- _Input for this task_:
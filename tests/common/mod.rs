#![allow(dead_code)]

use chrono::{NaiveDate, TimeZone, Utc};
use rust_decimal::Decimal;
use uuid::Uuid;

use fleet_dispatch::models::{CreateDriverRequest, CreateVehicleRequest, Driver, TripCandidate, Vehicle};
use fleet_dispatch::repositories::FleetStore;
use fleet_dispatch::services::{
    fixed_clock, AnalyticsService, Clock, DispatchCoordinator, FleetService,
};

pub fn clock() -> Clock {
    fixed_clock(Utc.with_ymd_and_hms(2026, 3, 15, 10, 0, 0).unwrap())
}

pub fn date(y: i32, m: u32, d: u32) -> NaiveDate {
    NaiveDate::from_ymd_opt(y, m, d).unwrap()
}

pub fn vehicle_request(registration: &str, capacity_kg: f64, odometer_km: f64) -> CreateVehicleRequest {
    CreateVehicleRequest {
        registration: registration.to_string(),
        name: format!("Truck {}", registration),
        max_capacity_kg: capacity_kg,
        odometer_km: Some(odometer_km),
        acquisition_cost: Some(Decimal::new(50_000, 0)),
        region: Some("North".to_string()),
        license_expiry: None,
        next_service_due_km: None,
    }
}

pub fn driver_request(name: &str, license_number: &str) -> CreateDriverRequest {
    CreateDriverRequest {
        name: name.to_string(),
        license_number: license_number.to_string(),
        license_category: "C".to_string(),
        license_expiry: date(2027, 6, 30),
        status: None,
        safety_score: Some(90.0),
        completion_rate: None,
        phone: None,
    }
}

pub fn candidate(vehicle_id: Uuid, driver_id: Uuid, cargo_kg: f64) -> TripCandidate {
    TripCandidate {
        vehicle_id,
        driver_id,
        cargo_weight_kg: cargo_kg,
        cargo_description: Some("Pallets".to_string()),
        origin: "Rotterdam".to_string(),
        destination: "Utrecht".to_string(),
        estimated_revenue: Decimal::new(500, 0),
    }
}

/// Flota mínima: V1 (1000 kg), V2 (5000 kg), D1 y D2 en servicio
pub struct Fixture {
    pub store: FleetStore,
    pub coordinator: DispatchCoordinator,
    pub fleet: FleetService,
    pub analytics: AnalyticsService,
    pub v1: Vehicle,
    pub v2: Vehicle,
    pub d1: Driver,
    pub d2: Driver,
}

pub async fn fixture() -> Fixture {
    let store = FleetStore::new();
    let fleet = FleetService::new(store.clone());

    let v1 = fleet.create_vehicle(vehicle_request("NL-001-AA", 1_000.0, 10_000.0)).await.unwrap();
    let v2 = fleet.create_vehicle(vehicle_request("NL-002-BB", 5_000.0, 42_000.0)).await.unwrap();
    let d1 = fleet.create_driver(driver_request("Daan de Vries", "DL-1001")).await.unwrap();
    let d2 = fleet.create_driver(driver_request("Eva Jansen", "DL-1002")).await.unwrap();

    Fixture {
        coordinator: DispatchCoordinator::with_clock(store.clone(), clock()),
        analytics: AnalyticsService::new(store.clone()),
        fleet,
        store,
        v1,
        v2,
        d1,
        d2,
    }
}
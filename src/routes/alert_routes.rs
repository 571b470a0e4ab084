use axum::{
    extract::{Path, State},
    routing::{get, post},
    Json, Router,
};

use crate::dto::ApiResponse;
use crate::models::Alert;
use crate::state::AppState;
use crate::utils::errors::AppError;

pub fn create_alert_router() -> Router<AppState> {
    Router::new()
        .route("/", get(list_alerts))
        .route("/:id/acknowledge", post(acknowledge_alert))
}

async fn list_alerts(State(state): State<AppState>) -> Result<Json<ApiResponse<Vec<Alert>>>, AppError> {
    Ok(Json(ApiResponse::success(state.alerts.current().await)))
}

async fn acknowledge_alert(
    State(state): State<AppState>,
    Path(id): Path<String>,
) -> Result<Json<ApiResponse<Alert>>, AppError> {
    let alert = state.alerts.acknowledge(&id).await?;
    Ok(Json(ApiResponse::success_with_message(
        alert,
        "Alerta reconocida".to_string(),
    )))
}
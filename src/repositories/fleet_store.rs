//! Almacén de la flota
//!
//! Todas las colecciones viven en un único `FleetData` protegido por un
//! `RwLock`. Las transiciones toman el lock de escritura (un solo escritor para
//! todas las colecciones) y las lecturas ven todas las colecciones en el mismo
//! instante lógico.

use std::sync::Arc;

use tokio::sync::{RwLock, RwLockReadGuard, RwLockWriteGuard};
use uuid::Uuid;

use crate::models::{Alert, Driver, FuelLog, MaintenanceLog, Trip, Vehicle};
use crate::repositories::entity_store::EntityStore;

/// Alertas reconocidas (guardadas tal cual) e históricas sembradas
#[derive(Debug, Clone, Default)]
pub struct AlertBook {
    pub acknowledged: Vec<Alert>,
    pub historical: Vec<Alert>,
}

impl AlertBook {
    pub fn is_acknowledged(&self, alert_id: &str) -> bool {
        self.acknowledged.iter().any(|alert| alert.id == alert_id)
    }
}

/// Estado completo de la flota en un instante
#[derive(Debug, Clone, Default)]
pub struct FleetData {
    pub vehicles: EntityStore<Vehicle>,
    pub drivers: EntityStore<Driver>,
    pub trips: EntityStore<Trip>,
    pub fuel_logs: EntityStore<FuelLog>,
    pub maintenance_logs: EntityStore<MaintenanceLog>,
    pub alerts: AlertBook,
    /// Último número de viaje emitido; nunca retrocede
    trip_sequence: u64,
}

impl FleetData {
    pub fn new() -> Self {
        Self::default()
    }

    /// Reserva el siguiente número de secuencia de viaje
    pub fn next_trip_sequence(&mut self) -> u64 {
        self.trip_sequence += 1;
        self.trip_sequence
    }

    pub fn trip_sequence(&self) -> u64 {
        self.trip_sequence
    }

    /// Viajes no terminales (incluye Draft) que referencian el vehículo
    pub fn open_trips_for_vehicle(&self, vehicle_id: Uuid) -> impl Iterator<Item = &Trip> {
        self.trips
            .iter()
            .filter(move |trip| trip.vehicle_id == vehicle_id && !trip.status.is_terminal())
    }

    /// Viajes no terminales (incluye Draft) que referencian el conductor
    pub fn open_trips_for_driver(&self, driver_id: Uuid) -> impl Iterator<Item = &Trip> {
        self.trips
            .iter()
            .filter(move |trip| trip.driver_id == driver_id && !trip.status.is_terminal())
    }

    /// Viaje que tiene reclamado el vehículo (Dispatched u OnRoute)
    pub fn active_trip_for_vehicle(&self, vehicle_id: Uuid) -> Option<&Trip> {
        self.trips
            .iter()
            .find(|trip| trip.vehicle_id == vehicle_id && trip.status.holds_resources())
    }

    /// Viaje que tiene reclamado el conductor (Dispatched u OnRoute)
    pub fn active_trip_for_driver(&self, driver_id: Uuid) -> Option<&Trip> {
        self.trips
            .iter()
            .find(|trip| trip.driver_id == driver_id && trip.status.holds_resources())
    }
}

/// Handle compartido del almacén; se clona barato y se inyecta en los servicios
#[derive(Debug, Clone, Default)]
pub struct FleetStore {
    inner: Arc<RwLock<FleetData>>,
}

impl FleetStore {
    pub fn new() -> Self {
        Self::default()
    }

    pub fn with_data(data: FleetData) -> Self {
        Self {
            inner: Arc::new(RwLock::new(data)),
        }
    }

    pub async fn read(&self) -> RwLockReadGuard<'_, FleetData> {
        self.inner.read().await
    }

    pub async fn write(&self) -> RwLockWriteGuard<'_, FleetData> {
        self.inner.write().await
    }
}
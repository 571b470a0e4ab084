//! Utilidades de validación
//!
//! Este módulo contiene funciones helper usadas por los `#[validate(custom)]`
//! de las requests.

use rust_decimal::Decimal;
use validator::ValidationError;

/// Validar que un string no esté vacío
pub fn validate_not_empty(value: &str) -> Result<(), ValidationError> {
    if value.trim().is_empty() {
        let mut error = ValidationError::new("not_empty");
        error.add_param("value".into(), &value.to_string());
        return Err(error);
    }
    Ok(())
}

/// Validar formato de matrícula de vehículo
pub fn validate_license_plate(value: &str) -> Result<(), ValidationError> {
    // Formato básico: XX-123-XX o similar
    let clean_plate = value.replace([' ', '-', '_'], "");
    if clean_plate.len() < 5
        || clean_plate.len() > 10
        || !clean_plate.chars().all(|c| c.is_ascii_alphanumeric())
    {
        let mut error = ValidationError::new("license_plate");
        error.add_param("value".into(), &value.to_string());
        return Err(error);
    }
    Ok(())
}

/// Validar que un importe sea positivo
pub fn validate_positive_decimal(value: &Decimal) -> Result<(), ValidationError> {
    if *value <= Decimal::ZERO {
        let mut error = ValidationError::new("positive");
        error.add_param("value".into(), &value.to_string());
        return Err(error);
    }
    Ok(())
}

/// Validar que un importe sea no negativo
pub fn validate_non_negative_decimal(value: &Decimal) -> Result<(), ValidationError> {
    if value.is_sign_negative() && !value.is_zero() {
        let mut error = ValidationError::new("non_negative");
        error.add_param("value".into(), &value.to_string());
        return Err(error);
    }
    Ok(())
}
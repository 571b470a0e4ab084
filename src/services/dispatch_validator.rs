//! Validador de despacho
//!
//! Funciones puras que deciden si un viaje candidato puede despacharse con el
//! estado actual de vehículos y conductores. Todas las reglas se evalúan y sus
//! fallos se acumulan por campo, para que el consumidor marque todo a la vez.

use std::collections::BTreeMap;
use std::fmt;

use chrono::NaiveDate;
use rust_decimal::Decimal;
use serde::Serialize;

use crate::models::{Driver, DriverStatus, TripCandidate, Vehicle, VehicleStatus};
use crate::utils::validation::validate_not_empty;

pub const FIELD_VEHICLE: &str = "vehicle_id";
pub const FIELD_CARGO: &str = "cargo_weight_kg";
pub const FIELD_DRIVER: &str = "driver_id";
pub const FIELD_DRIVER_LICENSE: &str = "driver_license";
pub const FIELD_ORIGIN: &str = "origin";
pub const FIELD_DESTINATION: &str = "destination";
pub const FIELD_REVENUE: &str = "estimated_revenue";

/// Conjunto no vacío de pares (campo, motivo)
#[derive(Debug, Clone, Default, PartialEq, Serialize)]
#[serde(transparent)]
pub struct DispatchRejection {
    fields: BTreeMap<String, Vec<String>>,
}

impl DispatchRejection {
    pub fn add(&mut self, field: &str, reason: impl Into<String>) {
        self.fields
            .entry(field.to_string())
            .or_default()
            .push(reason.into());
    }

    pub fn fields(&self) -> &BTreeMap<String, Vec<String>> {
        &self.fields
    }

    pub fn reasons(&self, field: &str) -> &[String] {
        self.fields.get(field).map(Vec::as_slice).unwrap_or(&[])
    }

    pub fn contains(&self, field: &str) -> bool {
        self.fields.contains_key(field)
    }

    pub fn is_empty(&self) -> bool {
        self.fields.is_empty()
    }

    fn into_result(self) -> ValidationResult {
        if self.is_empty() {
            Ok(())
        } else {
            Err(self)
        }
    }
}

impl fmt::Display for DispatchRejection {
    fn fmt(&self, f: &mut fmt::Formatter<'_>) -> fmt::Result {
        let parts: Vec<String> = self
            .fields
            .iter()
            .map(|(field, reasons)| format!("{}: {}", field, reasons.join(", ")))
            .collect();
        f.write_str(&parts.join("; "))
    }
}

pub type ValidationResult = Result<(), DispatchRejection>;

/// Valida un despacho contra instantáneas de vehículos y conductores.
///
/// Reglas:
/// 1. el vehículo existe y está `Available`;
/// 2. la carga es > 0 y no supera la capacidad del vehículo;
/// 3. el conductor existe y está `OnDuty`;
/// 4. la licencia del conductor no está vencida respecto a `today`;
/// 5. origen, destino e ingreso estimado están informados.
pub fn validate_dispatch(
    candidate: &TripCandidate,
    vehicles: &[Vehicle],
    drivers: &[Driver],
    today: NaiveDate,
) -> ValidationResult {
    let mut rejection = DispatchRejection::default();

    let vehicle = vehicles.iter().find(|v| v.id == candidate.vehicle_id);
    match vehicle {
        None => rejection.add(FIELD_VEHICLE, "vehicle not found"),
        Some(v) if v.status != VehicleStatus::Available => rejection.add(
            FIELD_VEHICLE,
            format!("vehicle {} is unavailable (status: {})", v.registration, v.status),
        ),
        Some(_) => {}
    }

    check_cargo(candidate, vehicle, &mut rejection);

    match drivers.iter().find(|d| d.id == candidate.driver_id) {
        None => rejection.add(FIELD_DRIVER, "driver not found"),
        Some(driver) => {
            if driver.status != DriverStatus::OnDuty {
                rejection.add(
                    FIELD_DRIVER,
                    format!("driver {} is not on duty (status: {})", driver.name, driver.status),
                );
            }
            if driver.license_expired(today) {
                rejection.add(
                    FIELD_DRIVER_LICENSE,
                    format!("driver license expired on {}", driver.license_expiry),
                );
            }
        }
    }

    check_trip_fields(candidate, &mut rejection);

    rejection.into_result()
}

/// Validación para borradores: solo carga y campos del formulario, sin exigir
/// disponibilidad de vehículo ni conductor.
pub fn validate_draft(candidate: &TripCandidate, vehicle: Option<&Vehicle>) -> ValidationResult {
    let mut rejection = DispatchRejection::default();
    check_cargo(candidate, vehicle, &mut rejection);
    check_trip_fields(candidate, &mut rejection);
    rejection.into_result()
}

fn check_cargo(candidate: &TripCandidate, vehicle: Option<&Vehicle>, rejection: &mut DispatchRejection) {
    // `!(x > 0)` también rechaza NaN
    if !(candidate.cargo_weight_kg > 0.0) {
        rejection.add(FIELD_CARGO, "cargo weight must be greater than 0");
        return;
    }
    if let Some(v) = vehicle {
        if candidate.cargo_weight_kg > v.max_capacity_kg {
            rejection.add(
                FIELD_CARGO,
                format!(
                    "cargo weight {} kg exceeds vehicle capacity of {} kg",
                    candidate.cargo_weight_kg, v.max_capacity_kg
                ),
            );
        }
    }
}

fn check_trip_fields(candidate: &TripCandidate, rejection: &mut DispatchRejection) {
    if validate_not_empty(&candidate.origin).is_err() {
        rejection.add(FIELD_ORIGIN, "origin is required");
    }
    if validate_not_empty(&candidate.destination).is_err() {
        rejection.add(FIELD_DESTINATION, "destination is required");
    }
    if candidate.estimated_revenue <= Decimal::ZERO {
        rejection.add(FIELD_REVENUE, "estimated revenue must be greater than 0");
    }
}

- _What you are asked to do_:
The word "Viajes" appears on some lines of the data above; say how many such lines there are, with nothing else.

- _Response_:
2